Unmanageable current account deficit is a cause for concern

Unmanageable current account deficit (CAD) should be cause for worry for Arun Jaitley and interim finance minister Piyush Goyal ahead of the last full budget to be presented even as prime minister Narendra Modi prepares to seek a second term in office. There is no point in finding reasons to justify the runaway CAD that is likely to touch $70 billion and constitutes 2.4 per cent of GDP in the current fiscal. This will be over $20 billion more than $48.7 billion reported a year before. Deterioration in CAD over the last four years would be a sticking point in the management of central finances. Given the grim scenario, top guns in the government stopped talking about wiping out the entire CAD that was just 0.4 per cent in 2014. The twin issues of high inflation and higher interest rates have been extensively analysed. Now, the third macro-parameter that stares in the face is balance of payments (BoP) and CAD getting out of hand.

Finance Ministry data released on Wednesday does not provide any solace given that in the fourth quarter of 2017-18 alone, CAD ballooned to $13 billion as against $2.8 billion in same period in the previous year. This is more than the CAD reported for entire fiscal 2016-17.

This year again, the numbers may not look any better.
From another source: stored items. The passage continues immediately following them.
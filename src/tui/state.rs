//! Application state for the TUI.
//!
//! Everything here is plain data; the open session itself lives in the
//! `SessionController` owned by `App`.

use crate::catalog::Category;
use crate::filter::Selection;

use super::input::TextInput;

/// Spinner frames shown while a session is processing
pub const SPINNER: [&str; 4] = ["◐", "◓", "◑", "◒"];

/// Mutable presentation state.
#[derive(Debug, Default)]
pub struct AppState {
    /// Active category / quick-filter tag
    pub selection: Selection,
    /// Highlighted row in the filtered tool list
    pub cursor: usize,
    /// Buffer behind the open tool's input widget
    pub input: TextInput,
    /// One-line status or notice for the footer
    pub status: Option<String>,
    /// Spinner frame counter, advanced on tick
    pub spinner: usize,
    /// Whether the application should quit
    pub should_quit: bool,
}

impl AppState {
    pub fn new() -> Self {
        Self::default()
    }

    pub fn spinner_frame(&self) -> &'static str {
        SPINNER[self.spinner % SPINNER.len()]
    }

    /// Keep the cursor inside a list of `len` rows
    pub fn clamp_cursor(&mut self, len: usize) {
        self.cursor = self.cursor.min(len.saturating_sub(1));
    }
}

/// Next sidebar entry after `current`: All -> PDF Tools -> Image Tools -> All
pub fn next_sidebar_category(current: Option<Category>) -> Option<Category> {
    let sidebar = Category::SIDEBAR;
    match current.and_then(|c| sidebar.iter().position(|s| *s == c)) {
        None => sidebar.first().copied(),
        Some(i) => sidebar.get(i + 1).copied(),
    }
}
Expanding the trade deficit is easily the biggest factor though firming up of commodity prices have also contributed substantially. Commerce minister Suresh Prabhu may have to explain the massive 42 per cent growth in trade deficit at $160 billion during 2017-18 vis-à-vis $112.4 billion in the year-ago period. RBI data on the trade front indicates that surpluses built in due to services exports, in fact, saved the day for the Modi government. Otherwise, trade deficit would have only worsened.

Fixing merchandise trade conundrum should be a priority for the centre. India seems to have had very limited success in exploiting new markets, retaining its share in traditional geographies and attempting fresh strategies. Trade wars between major powers and currency volatility have only worsened the situation for India. Moderation in net foreign direct investments (FDI) at $30.3 billion in 2017-18 as against $35.6 billion in the previous year is yet again a factor to be flagged. However, three times growth in foreign portfolio investments at $22.1 billion as against $7.6 billion in the previous year seems to have been largely made up lower net FDI.
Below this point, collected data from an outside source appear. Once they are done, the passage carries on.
//! Tool definitions and classification
//!
//! A `Tool` is one entry in the directory: display strings plus the two closed
//! enumerations (`Category`, `InteractionType`) that drive filtering and the
//! per-tool interaction flow.

use std::fmt;
use std::str::FromStr;

use serde::{Deserialize, Serialize};

use crate::error::DocHubError;

/// Identity of the text-to-document generator (may proceed with empty text)
pub const TEXT_TO_PDF: &str = "text-to-pdf";

/// Identity of the image text extraction tool (produces text, not a file)
pub const IMAGE_OCR: &str = "image-ocr";

/// Label used when a tool has no action button override
pub const DEFAULT_ACTION_TEXT: &str = "Process Data";

/// Coarse grouping axis used by sidebar navigation
#[derive(Debug, Clone, Copy, PartialEq, Eq, Hash, Serialize, Deserialize)]
#[serde(rename_all = "lowercase")]
pub enum Category {
    Pdf,
    Image,
    Text,
    Utility,
}

impl Category {
    /// Every category, in declaration order
    pub const ALL: [Category; 4] = [Category::Pdf, Category::Image, Category::Text, Category::Utility];

    /// Categories offered by the sidebar
    pub const SIDEBAR: [Category; 2] = [Category::Pdf, Category::Image];

    /// Display label
    pub fn label(self) -> &'static str {
        match self {
            Self::Pdf => "PDF Tools",
            Self::Image => "Image Tools",
            Self::Text => "Text Tools",
            Self::Utility => "Utility Tools",
        }
    }
}

impl fmt::Display for Category {
    fn fmt(&self, f: &mut fmt::Formatter<'_>) -> fmt::Result {
        f.write_str(self.label())
    }
}

impl FromStr for Category {
    type Err = DocHubError;

    fn from_str(s: &str) -> Result<Self, Self::Err> {
        match s.to_lowercase().as_str() {
            "pdf" | "pdf tools" => Ok(Self::Pdf),
            "image" | "image tools" => Ok(Self::Image),
            "text" | "text tools" => Ok(Self::Text),
            "utility" | "utility tools" => Ok(Self::Utility),
            _ => Err(DocHubError::UnknownCategory(s.to_string())),
        }
    }
}

/// How a tool collects input and completes
#[derive(Debug, Clone, Copy, PartialEq, Eq, Hash, Serialize, Deserialize)]
#[serde(rename_all = "snake_case")]
pub enum InteractionType {
    /// Upload -> process -> download
    FileProcessor,
    /// Textarea -> result
    TextEditor,
    Generator,
    Calculator,
    Converter,
}

impl InteractionType {
    /// Wire name, as used in serialized descriptors
    pub fn as_str(self) -> &'static str {
        match self {
            Self::FileProcessor => "file_processor",
            Self::TextEditor => "text_editor",
            Self::Generator => "generator",
            Self::Calculator => "calculator",
            Self::Converter => "converter",
        }
    }
}

impl fmt::Display for InteractionType {
    fn fmt(&self, f: &mut fmt::Formatter<'_>) -> fmt::Result {
        f.write_str(self.as_str())
    }
}

/// Which capture widget a tool presents in the INPUT phase
#[derive(Debug, Clone, Copy, PartialEq, Eq)]
pub enum InputWidget {
    /// Single file, drag-and-drop or browse; later picks replace earlier ones
    FileDrop,
    /// Multi-line text area
    MultiLine,
    /// Single-line text field
    SingleLine,
}

/// A catalog entry describing one simulated utility
#[derive(Debug, Clone, PartialEq, Eq, Serialize, Deserialize)]
pub struct Tool {
    /// Stable identity; display key and completion dispatch key
    pub id: String,
    pub title: String,
    /// Also consulted as matching text by callers that search descriptions
    pub description: String,
    pub category: Category,
    pub interaction: InteractionType,
    /// Advisory file-type filter, only meaningful for file processors
    #[serde(default)]
    pub accepts: Option<String>,
    /// Override for the primary action button label
    #[serde(default)]
    pub action_text: Option<String>,
}

impl Tool {
    /// Create a new tool definition
    pub fn new(
        id: impl Into<String>,
        title: impl Into<String>,
        description: impl Into<String>,
        category: Category,
        interaction: InteractionType,
    ) -> Self {
        Self {
            id: id.into(),
            title: title.into(),
            description: description.into(),
            category,
            interaction,
            accepts: None,
            action_text: None,
        }
    }

    /// Set the advisory accept filter
    pub fn with_accepts(mut self, accepts: impl Into<String>) -> Self {
        self.accepts = Some(accepts.into());
        self
    }

    /// Set the action button label
    pub fn with_action_text(mut self, text: impl Into<String>) -> Self {
        self.action_text = Some(text.into());
        self
    }

    /// Label for the primary action button
    pub fn action_label(&self) -> &str {
        self.action_text.as_deref().unwrap_or(DEFAULT_ACTION_TEXT)
    }

    pub fn is_file_processor(&self) -> bool {
        self.interaction == InteractionType::FileProcessor
    }

    pub fn is_text_document_generator(&self) -> bool {
        self.id == TEXT_TO_PDF
    }

    pub fn is_text_extractor(&self) -> bool {
        self.id == IMAGE_OCR
    }

    /// Capture widget for the INPUT phase
    pub fn input_widget(&self) -> InputWidget {
        if self.is_file_processor() {
            InputWidget::FileDrop
        } else if self.interaction == InteractionType::TextEditor || self.is_text_document_generator() {
            InputWidget::MultiLine
        } else {
            InputWidget::SingleLine
        }
    }

    /// Upload hint shown under the drop zone
    pub fn accepts_hint(&self) -> Option<String> {
        if !self.is_file_processor() {
            return None;
        }
        self.accepts.as_ref().map(|a| format!("Supports {}", a))
    }
}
Crude prices have played out in bringing about an element of uncertainty to external finances. If the Indian crude basket price averages $75 as estimated vis-a-vis $56 per barrel last fiscal, then the oil import bill would touch $100 billion in 2018-19 as against $71.1 billion in the previous year. An 8 per cent growth in oil imports may also have to be factored in.
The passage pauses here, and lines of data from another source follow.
//! dochub - a directory of document and image tools
//!
//! A fixed catalog of tools, a category/tag filter over it, and a per-tool
//! interaction state machine (input, processing, result) whose processing
//! step is simulated with a configurable latency.

pub mod catalog;
pub mod clipboard;
pub mod config;
pub mod error;
pub mod filter;
pub mod session;
pub mod tui;

pub use error::{DocHubError, Result};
It is in this context that India’s offer to tango with China to form an oil buyers’ club assumes significance. With China joining hands with India, two major oil consumers in Asia will improve the pricing terms from the 14-member Organization of Petroleum Exporting Countries (OPEC) that currently dominates the crude market. It will also help the US counter the OPEC’s dominance.

Minister of Petroleum and Natural Gas Dharmendra Pradhan seems to have only dusted up a decade-old proposal of then petroleum minister Mani Shanker Aiyer while seeking to form an alliance of oil consumers globally. Modi-Jaitley-Goyal will have to devise a reworked strategy to manage CAD. Overcoming differences with the US on duties relating to steel exports could be the starting point. Improving merchandise exports contribution to the government’s kitty needs to be explored further. RBI may have to step in if the swing in rupee value does not stop quickly. The personal rapport with Chinese President Xi Jinping may have to be leveraged by Modi to quickly form the oil buyers club. Apart from that, cutting down on non-essential non-oil and oil imports cannot be avoided.